The expected answer is a copy of every line in the listing that has the word "only".

DATA SUPPLIED:
--- START ---

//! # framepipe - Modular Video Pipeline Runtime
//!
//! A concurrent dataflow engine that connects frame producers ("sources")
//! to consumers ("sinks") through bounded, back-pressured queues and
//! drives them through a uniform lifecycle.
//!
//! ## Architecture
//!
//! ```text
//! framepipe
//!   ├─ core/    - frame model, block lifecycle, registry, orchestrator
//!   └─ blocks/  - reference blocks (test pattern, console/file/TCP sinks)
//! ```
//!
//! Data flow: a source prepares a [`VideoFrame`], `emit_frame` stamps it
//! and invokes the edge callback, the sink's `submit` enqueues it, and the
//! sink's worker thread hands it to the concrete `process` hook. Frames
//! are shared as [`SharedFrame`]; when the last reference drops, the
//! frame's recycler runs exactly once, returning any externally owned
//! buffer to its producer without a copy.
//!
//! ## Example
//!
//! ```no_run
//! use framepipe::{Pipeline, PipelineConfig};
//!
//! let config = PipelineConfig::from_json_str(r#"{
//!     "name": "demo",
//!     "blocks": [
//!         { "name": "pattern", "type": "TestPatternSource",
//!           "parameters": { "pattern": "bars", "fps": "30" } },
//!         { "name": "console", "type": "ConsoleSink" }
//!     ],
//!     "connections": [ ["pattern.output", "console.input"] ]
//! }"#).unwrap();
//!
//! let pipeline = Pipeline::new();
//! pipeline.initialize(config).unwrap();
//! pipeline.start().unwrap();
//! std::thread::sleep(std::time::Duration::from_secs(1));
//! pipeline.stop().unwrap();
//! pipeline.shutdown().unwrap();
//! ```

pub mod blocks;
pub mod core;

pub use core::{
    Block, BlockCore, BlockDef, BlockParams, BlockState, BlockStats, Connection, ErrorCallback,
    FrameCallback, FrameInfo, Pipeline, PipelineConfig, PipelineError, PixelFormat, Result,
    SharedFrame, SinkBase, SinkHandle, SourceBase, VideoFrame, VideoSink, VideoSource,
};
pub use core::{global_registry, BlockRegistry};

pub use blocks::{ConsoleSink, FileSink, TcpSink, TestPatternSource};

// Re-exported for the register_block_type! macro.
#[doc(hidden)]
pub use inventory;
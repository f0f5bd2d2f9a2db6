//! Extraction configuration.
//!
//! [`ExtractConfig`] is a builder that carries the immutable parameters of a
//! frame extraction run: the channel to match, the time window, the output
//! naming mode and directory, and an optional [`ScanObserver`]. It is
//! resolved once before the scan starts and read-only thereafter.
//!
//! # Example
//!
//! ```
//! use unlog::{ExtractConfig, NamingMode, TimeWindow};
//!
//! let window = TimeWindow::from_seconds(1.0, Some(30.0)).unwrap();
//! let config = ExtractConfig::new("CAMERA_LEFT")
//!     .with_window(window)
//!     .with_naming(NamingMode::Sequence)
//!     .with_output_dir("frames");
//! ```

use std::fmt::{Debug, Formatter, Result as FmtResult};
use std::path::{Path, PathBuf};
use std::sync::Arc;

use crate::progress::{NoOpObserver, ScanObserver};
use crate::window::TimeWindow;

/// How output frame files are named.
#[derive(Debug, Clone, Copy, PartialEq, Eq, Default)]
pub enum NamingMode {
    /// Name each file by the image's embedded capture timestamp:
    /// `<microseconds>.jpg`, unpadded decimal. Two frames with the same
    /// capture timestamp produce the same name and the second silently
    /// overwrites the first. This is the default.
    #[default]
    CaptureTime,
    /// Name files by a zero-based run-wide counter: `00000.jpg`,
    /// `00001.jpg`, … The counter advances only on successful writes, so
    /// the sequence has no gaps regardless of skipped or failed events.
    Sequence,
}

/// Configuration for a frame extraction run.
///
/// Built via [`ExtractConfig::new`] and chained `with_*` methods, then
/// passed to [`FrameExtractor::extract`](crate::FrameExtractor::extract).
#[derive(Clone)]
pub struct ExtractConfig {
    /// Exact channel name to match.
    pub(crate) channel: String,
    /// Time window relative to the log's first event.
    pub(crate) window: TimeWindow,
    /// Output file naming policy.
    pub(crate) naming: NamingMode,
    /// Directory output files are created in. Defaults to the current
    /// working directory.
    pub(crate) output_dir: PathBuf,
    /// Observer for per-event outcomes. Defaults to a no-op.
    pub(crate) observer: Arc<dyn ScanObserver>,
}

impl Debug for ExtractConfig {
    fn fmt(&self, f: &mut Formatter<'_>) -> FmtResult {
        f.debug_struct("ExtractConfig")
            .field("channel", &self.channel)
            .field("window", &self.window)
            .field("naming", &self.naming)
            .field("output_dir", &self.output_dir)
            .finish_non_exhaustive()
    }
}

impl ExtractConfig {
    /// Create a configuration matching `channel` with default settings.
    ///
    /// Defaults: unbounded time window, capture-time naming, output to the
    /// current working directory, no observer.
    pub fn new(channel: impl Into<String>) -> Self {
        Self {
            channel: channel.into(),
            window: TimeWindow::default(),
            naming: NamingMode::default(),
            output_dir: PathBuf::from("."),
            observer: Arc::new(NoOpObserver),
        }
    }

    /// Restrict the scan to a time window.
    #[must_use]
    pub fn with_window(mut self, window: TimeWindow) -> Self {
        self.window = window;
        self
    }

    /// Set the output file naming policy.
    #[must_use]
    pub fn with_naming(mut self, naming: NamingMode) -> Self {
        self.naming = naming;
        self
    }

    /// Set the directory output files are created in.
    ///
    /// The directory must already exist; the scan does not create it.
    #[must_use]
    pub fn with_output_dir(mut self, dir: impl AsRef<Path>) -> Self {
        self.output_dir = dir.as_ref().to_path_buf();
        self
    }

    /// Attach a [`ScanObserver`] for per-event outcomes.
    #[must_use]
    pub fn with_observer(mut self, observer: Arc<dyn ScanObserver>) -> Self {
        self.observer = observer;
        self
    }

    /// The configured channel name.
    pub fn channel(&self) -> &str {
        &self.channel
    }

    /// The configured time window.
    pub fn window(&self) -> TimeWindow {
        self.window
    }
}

--- END ---

ANSWER TO THIS PROBLEM:
//! resolved once before the scan starts and read-only thereafter.
    /// `00001.jpg`, … The counter advances only on successful writes, so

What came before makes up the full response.